Deutschlandwetter im Mai 2019

Der Mai war besonders in der ersten Monatshälfte durch hohen Luftdruck geprägt, der kalte Luft aus Norden und Nordwesten nach Deutschland führte. Immer wieder kam es in dieser Zeit zu Bodenfrost, der erst mit dem Ende der Eisheiligen ausklang. Die Temperaturen lagen deutlich unter den vieljährigen Mittelwerten. In der zweiten Monatshälfte lag Deutschland oft unter dem Einfluss von Tiefdruckgebieten. Im Süden lagen die Temperaturen weiterhin unter, im Norden schwankten sie um die vieljährigen Mittelwerte. Teils ergiebige Niederschläge erreichten die Mitte und den Süden Deutschlands. In den Hochlagen fiel dieser sogar noch als Schnee. Auf der Zugspitze erreichte im Mai die über den Winter akkumulierte Schneehöhe nach 20 Jahren wieder mal die 6-Meter-Marke. Im nördlichen Nordrhein-Westfalen, in Niedersachsen, Sachsen-Anhalt, Mecklenburg-Vorpommern und Brandenburg fielen weniger als 75 % des Niederschlagssolls gebietsweise auch weniger als 50 %. Die mittlere Niederschlagssumme für ganz Deutschland lag über den vieljährigen Mittelwerten. Die Summe der Sonnenscheindauer erreichte nicht die vieljährigen Mittelwerte. Der zu kühle Monat Mai beendete damit eine über 13 Monate andauernde Serie zu warmer Monate, die bisher längste Periode von aufeinander folgenden Monaten mit positiven Temperaturanomalien.

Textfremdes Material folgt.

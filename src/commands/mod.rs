/*!
Command handlers for the CLI

Each submodule implements one subcommand family. Handlers are thin: they
build an authenticated client, invoke the corresponding core operation, and
print the result.
*/

pub mod download;
pub mod login;
pub mod notebook;
pub mod research;
pub mod share;
pub mod source;
pub mod studio;

use std::sync::Arc;

use crate::auth::{ExternalLoginCommand, ProfileStore};
use crate::config::Config;
use crate::error::Result;
use crate::rpc::NotebookClient;

/// Build an authenticated client from the stored profile.
pub fn build_client(config: &Config, profile_override: Option<&str>) -> Result<NotebookClient> {
    let profile_name = profile_override
        .map(str::to_string)
        .unwrap_or_else(|| config.auth.default_profile.clone());

    let store = ProfileStore::default_location()?;
    let profile = store.load(&profile_name)?;

    let mut client = NotebookClient::new(profile.session)?
        .with_profile_store(store, profile_name);
    if let Some(command) = &config.auth.login_command {
        client = client.with_login_flow(Arc::new(ExternalLoginCommand::new(command.clone())));
    }
    Ok(client)
}
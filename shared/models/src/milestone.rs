//! Milestone and deliverable records extracted from SOW documents.

use serde::{Deserialize, Serialize};
use std::collections::HashSet;
use validator::{Validate, ValidationError};

/// Confidence attached to milestones recovered from a relevant content block.
pub const BLOCK_CONFIDENCE: f64 = 1.0;
/// Confidence attached to milestones recovered from the page-text pool.
pub const TEXT_POOL_CONFIDENCE: f64 = 0.8;

pub const TEXT_POOL_PAGE_MARKER: &str = "text_content";
pub const TEXT_POOL_BLOCK_MARKER: &str = "text";

/// A page or block reference: an index, or a literal marker for text-pool origin.
#[derive(Debug, Clone, PartialEq, Eq, Hash, Serialize, Deserialize)]
#[serde(untagged)]
pub enum SourceRef {
    Index(usize),
    Marker(String),
}

/// Where an extracted milestone came from.
#[derive(Debug, Clone, PartialEq, Serialize, Deserialize)]
pub struct Provenance {
    pub page: SourceRef,
    pub table_index: SourceRef,
    pub confidence: f64,
}

impl Provenance {
    pub fn block(page: usize, block_index: usize) -> Self {
        Self {
            page: SourceRef::Index(page),
            table_index: SourceRef::Index(block_index),
            confidence: BLOCK_CONFIDENCE,
        }
    }

    pub fn text_pool() -> Self {
        Self {
            page: SourceRef::Marker(TEXT_POOL_PAGE_MARKER.to_string()),
            table_index: SourceRef::Marker(TEXT_POOL_BLOCK_MARKER.to_string()),
            confidence: TEXT_POOL_CONFIDENCE,
        }
    }

    pub fn is_text_pool(&self) -> bool {
        matches!(&self.page, SourceRef::Marker(m) if m == TEXT_POOL_PAGE_MARKER)
    }
}

/// A milestone with its payment terms.
///
/// Dates and amounts are kept exactly as the document phrased them.
#[derive(Debug, Clone, PartialEq, Serialize, Deserialize, Validate)]
pub struct Milestone {
    #[validate(custom = "validate_not_blank")]
    pub name: String,
    pub description: String,
    pub due_date: Option<String>,
    pub payment_amount: Option<String>,
    #[serde(rename = "source_table")]
    pub provenance: Provenance,
}

impl Milestone {
    /// Composite identity used for deduplication. No normalisation is applied.
    pub fn dedup_key(&self) -> (&str, Option<&str>) {
        (self.name.as_str(), self.due_date.as_deref())
    }
}

/// A deliverable. `related_milestone` is a free-text label, not a reference.
#[derive(Debug, Clone, PartialEq, Serialize, Deserialize, Validate)]
pub struct Deliverable {
    #[validate(custom = "validate_not_blank")]
    pub name: String,
    pub description: String,
    pub delivery_date: Option<String>,
    pub related_milestone: Option<String>,
}

fn validate_not_blank(value: &str) -> Result<(), ValidationError> {
    if value.trim().is_empty() {
        return Err(ValidationError::new("blank"));
    }
    Ok(())
}

/// Drop milestones whose (name, due_date) was already seen, keeping the
/// first occurrence and the original order.
pub fn dedup_milestones(milestones: Vec<Milestone>) -> Vec<Milestone> {
    let mut seen: HashSet<(String, Option<String>)> = HashSet::new();
    milestones
        .into_iter()
        .filter(|m| seen.insert((m.name.clone(), m.due_date.clone())))
        .collect()
}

Das Gebietsmittel der Temperatur für Deutschland betrug 11,0 °C. Gegenüber dem vieljährigen Mittelwert des neuen Vergleichszeitraums 1981-2010 war der Mai 2019 somit 2 K, im Vergleich zur internationalen klimatologischen Referenzperiode 1961-1990 1,1 K zu kalt. Damit ordnet sich der Mai 2019 als 22.-kältester Monat seit 1901 und 26.-kältester seit 1881 zu den sehr kalten Maimonaten ein.

Im Gebietsmittel von Deutschland wurde eine monatliche Niederschlagshöhe von 78,6 mm gemessen. Das sind 7 mm bzw. 9,8 % mehr als im Mittel des Zeitraums 1981-2010 und 7,6 mm bzw. 10,6 % mehr als in der Referenzperiode 1961-1990. Der Mai 2019 war damit der 38.-nasseste Mai in Deutschland seit 1881 und der 32.-nasseste seit 1901. Er zählt damit zu den eher nassen Maimonaten.

Das Gebietsmittel der Sonnenscheindauer lag bei 179,6 Stunden. Das sind 29,9 Std. bzw. 14,3 % weniger als im Vergleichszeitraum 1981-2010 und 22 Std. bzw. 10,9 % weniger als im Mittel der Jahre 1961-1990. Damit ordnet sich der Monat als 15.-trübster Monat seit 1951 in die trüberen Maimonate ein.